# Can't get HD from Blu-Ray Player



## minder (Jun 25, 2013)

I have a Samsung Plasma TV PN50A550S1FXZA and a Sony Blu-Ray BDP S3100. I am directly connected via a high speed HDMI cable. Using this set-up, I can only get the TV to display up to 480p. At higher resolutions it either doesn't display or it displays audio/video normally for anywhere from 5-30 seconds and then goes blank and I get a TV message saying searching for signal. It will continue intermittently like that. I have tried different cables and different ports on the TV. The player appears to work normally when connected to a different Panasonic TV. I have not been able to find anything in the settings of either to fix this problem. The TV displays normally from an older Sony Blu-Ray player and Directv DVR.

Thoughts or suggestions?


----------



## hjones4841 (Jan 21, 2009)

You said you have looked thru the menus - did that include the blu ray player's output resolution setting?


----------



## minder (Jun 25, 2013)

Yes. Default is Auto. I forced it to 480p while troubleshooting to discover what worked and what didn't. While on Auto it will try to display the native source format, which is typically higher than 480p at which point the signal becomes intermittent.


----------



## tonyvdb (Sep 5, 2007)

I would try a different HDMI cable for starters.
How long is the HDMI cable your currently using?


----------



## minder (Jun 25, 2013)

I have tried 3 different cables.
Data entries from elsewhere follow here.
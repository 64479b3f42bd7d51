//! Presentation Layer
//!
//! HTTP handlers, DTOs, router, and the dashboard gate.

pub mod dto;
pub mod gate;
pub mod handlers;
pub mod router;

pub use gate::{dashboard_gate, is_protected, redirect_target, require_admin};
pub use handlers::AuthAppState;
pub use router::{admin_gated, auth_router, auth_router_generic, gate_router};
//! Sign Out Use Case
//!
//! Deletes the session behind the presented cookie. A missing or invalid
//! cookie is a no-op; sign-out always succeeds from the caller's side.

use std::sync::Arc;

use crate::application::config::AuthConfig;
use crate::application::cookie_cache;
use crate::domain::repository::SessionRepository;
use crate::error::AuthResult;

/// Sign out use case
pub struct SignOutUseCase<S>
where
    S: SessionRepository,
{
    session_repo: Arc<S>,
    config: Arc<AuthConfig>,
}

impl<S> SignOutUseCase<S>
where
    S: SessionRepository,
{
    pub fn new(session_repo: Arc<S>, config: Arc<AuthConfig>) -> Self {
        Self {
            session_repo,
            config,
        }
    }

    pub async fn execute(&self, cookie_value: Option<&str>) -> AuthResult<()> {
        let Some(value) = cookie_value else {
            return Ok(());
        };
        let Some(payload) = cookie_cache::open(value, &self.config.session_secret) else {
            return Ok(());
        };

        self.session_repo.delete_by_token(&payload.token).await?;
        tracing::info!(user_id = %payload.user_id, "user signed out");
        Ok(())
    }
}
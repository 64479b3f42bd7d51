//! Domain Layer
//!
//! Contains entities, value objects, and repository traits.

pub mod entity;
pub mod repository;
pub mod value_object;

// Re-exports
pub use entity::{Batch, BatchShipment, Client, Invoice, Payment, PaymentShipment, PricingRate, Shipment};
pub use repository::{
    BatchRepository, ClientRepository, InvoiceRepository, PaymentRepository,
    LogisticsRepository, PricingRateRepository, ShipmentRepository,
};
pub use value_object::ShipmentType;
All less than 6 feet.


----------



## B- one (Jan 13, 2013)

Is the firmware up to date? Not sure but it may help if not. Why don't you just use the older player on the Samsung and the other on the Panasonic? But maybe I'm missing something.


----------



## minder (Jun 25, 2013)

Firmware is up to date on the BluRay. I have never updated the firmware on the TV, but the release notes indicate it would probably not address connection issues. I want a newer player with WiFi and streaming apps for our main room. The kids get the old player.


----------



## B- one (Jan 13, 2013)

Is the bluray player returnable? I don't know how old your tv or your player are, but if there current models maybe you could try the same set up at store that sells the same gear. Then you could see maybe a step you may have wrong in the setup or find for some reason the units don't work together possibly. At least if you can return it you can try other players.


----------